▸ WHAT IS REQUIRED: Print exactly the lines below between the line holding "filename crates/orbit-core/src/error.rs" and the line holding "pub enum RelayError", inclusive, and nothing more.

======== AVAILABLE DATA

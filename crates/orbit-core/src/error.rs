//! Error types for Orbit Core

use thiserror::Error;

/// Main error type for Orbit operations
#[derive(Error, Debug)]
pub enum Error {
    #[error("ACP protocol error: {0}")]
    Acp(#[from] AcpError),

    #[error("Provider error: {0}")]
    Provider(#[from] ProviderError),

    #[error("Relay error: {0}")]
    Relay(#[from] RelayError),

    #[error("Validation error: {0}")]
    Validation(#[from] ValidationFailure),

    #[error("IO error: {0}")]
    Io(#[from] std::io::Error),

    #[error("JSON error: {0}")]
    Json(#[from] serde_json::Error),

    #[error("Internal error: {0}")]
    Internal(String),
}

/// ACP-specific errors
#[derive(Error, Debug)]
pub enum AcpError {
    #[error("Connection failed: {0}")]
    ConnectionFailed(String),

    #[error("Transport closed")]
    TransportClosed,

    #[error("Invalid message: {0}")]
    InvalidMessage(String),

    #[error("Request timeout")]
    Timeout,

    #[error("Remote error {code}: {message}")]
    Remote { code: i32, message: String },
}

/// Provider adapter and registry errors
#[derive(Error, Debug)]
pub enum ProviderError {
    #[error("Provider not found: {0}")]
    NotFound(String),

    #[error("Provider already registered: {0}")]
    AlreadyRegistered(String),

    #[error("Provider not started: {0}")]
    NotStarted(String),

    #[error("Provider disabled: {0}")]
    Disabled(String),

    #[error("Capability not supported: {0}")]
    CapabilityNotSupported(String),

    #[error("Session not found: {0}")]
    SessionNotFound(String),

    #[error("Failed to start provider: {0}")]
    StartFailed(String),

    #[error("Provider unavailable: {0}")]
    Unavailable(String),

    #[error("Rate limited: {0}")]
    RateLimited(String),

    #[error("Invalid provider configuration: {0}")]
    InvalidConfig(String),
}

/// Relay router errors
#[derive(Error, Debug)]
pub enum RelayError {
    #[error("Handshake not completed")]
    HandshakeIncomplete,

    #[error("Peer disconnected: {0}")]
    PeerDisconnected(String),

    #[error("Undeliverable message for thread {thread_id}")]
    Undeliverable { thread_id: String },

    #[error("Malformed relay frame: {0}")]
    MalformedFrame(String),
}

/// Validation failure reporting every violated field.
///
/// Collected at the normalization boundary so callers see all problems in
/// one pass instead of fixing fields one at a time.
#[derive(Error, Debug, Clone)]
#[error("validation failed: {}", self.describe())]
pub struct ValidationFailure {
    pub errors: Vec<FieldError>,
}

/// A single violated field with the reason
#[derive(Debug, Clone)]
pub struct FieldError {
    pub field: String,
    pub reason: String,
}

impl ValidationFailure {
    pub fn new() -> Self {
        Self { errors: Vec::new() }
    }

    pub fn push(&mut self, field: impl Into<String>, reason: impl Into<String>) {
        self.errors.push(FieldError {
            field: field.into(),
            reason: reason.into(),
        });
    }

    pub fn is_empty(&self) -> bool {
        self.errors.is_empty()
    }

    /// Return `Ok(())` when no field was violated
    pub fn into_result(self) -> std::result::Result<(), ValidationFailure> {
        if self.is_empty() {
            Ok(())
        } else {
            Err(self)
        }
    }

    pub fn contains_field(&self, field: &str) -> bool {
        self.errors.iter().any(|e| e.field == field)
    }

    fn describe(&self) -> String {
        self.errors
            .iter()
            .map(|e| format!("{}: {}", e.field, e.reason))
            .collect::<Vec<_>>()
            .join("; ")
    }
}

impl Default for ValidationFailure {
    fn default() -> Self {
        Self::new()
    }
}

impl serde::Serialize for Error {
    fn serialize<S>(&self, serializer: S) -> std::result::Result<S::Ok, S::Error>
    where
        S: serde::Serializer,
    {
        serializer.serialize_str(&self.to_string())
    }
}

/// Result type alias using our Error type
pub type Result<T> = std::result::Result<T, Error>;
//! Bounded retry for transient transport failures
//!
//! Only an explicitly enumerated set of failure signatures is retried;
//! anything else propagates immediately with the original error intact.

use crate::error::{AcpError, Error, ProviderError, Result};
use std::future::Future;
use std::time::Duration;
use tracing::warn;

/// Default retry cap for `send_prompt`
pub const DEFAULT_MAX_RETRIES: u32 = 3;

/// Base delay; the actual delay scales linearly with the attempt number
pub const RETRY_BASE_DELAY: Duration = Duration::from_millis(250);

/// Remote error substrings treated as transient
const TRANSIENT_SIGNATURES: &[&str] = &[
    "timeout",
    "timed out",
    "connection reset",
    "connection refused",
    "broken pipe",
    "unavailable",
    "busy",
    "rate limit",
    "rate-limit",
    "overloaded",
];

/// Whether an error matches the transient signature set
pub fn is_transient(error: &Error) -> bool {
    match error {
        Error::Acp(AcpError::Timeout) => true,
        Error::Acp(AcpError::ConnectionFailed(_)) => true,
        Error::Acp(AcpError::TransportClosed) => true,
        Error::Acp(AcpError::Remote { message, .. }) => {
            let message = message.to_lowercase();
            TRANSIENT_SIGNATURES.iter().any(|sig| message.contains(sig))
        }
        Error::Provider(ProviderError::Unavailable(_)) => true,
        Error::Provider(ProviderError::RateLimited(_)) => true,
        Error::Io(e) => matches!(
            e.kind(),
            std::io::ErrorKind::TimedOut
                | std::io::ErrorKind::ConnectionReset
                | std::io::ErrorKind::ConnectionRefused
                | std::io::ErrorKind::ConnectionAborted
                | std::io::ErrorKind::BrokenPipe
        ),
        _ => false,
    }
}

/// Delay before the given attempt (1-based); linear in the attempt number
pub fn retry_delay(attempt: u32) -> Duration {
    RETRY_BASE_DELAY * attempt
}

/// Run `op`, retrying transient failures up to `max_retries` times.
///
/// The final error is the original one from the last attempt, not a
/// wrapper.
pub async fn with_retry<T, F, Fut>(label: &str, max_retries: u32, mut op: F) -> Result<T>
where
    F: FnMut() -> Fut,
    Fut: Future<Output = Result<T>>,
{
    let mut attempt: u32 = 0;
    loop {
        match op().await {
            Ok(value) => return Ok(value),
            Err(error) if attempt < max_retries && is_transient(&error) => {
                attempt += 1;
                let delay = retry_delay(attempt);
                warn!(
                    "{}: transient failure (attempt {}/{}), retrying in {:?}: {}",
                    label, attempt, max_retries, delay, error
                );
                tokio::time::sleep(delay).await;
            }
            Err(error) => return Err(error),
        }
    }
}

================
======== AVAILABLE DATA

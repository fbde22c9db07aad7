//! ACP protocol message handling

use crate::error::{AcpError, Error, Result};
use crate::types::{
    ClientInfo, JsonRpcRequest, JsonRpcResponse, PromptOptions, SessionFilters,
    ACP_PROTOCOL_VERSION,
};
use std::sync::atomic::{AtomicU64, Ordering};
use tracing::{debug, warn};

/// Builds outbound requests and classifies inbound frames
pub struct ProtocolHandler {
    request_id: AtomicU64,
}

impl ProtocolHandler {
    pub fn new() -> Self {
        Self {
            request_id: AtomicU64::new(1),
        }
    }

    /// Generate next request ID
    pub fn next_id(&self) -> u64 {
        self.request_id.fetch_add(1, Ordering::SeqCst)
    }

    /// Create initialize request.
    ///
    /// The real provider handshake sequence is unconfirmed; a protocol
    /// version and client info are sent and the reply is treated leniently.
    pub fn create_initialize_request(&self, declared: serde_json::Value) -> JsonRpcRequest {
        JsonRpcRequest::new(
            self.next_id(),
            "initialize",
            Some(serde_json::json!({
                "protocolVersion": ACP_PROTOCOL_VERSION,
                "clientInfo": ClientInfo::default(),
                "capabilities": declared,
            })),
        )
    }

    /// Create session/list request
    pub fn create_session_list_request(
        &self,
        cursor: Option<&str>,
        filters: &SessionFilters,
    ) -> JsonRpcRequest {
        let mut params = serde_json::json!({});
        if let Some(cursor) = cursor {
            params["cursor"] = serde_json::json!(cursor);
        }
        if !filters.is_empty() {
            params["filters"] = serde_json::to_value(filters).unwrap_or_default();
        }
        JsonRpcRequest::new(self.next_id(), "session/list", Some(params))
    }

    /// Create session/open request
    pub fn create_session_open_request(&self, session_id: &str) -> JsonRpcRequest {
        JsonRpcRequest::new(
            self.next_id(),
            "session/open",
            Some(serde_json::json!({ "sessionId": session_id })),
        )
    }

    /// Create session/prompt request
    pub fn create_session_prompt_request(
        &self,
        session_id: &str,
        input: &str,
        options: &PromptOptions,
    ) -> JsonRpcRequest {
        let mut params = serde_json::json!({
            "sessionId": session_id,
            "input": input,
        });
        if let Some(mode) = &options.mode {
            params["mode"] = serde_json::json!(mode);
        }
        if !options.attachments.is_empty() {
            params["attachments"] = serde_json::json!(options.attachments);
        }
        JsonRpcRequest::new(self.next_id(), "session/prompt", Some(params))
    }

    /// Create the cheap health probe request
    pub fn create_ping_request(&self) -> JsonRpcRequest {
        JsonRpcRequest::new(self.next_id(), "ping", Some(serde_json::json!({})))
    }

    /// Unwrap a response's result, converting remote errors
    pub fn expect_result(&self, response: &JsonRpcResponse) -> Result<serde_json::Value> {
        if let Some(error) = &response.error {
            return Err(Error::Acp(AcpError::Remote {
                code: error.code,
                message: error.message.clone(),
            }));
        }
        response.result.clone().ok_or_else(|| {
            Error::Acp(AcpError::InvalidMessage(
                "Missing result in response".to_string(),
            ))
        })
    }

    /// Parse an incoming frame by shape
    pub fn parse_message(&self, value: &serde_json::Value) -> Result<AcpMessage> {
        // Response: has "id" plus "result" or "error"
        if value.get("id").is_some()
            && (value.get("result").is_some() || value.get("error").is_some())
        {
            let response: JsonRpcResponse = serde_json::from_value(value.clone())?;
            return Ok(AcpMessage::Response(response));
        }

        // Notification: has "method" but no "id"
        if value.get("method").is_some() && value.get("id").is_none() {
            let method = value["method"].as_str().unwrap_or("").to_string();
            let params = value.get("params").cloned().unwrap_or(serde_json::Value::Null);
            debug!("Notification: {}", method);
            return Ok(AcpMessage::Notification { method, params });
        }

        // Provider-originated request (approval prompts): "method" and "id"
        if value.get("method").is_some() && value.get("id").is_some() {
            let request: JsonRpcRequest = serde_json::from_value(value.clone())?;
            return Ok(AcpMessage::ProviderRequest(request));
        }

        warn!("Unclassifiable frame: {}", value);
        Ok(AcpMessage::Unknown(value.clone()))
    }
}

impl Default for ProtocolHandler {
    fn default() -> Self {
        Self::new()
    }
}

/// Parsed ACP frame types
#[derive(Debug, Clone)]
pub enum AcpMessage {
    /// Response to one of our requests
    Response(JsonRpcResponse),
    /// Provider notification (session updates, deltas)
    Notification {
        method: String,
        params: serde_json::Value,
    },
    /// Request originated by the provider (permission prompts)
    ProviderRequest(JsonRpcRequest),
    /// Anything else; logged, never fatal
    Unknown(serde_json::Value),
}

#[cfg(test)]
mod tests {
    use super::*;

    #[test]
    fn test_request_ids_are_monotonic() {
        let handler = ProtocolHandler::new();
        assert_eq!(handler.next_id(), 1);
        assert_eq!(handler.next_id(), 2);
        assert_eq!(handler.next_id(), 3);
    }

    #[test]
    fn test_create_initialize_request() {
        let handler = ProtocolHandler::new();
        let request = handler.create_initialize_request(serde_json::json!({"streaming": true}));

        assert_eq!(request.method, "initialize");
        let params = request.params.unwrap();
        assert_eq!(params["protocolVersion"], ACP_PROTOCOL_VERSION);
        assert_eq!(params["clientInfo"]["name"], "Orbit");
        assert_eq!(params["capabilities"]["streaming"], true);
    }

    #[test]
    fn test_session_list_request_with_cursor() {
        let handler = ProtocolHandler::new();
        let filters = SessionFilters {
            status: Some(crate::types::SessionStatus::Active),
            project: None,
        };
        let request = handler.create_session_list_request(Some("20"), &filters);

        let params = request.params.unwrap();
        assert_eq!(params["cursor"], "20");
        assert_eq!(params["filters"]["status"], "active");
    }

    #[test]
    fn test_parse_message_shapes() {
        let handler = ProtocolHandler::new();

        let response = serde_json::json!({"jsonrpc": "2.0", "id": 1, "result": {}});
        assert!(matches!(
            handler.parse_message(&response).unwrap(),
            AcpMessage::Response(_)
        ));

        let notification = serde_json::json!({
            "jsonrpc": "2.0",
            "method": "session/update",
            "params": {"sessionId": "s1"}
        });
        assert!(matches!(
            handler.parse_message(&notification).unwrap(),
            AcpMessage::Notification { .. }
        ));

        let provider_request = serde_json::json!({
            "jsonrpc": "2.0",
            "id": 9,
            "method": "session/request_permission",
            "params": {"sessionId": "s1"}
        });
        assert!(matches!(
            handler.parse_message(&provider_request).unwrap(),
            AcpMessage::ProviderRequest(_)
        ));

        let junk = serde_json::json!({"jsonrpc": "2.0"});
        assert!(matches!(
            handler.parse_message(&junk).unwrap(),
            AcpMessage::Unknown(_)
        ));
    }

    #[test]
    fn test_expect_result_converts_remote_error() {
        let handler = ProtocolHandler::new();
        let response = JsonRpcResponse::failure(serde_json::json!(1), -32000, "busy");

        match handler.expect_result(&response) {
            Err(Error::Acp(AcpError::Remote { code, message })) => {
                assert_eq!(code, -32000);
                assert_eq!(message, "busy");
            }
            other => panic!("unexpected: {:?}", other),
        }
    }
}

================

▸ RESULT BELOW:
filename crates/orbit-core/src/error.rs
//! Error types for Orbit Core

use thiserror::Error;

/// Main error type for Orbit operations
#[derive(Error, Debug)]
pub enum Error {
    #[error("ACP protocol error: {0}")]
    Acp(#[from] AcpError),

    #[error("Provider error: {0}")]
    Provider(#[from] ProviderError),

    #[error("Relay error: {0}")]
    Relay(#[from] RelayError),

    #[error("Validation error: {0}")]
    Validation(#[from] ValidationFailure),

    #[error("IO error: {0}")]
    Io(#[from] std::io::Error),

    #[error("JSON error: {0}")]
    Json(#[from] serde_json::Error),

    #[error("Internal error: {0}")]
    Internal(String),
}

/// ACP-specific errors
#[derive(Error, Debug)]
pub enum AcpError {
    #[error("Connection failed: {0}")]
    ConnectionFailed(String),

    #[error("Transport closed")]
    TransportClosed,

    #[error("Invalid message: {0}")]
    InvalidMessage(String),

    #[error("Request timeout")]
    Timeout,

    #[error("Remote error {code}: {message}")]
    Remote { code: i32, message: String },
}

/// Provider adapter and registry errors
#[derive(Error, Debug)]
pub enum ProviderError {
    #[error("Provider not found: {0}")]
    NotFound(String),

    #[error("Provider already registered: {0}")]
    AlreadyRegistered(String),

    #[error("Provider not started: {0}")]
    NotStarted(String),

    #[error("Provider disabled: {0}")]
    Disabled(String),

    #[error("Capability not supported: {0}")]
    CapabilityNotSupported(String),

    #[error("Session not found: {0}")]
    SessionNotFound(String),

    #[error("Failed to start provider: {0}")]
    StartFailed(String),

    #[error("Provider unavailable: {0}")]
    Unavailable(String),

    #[error("Rate limited: {0}")]
    RateLimited(String),

    #[error("Invalid provider configuration: {0}")]
    InvalidConfig(String),
}

/// Relay router errors
#[derive(Error, Debug)]
pub enum RelayError {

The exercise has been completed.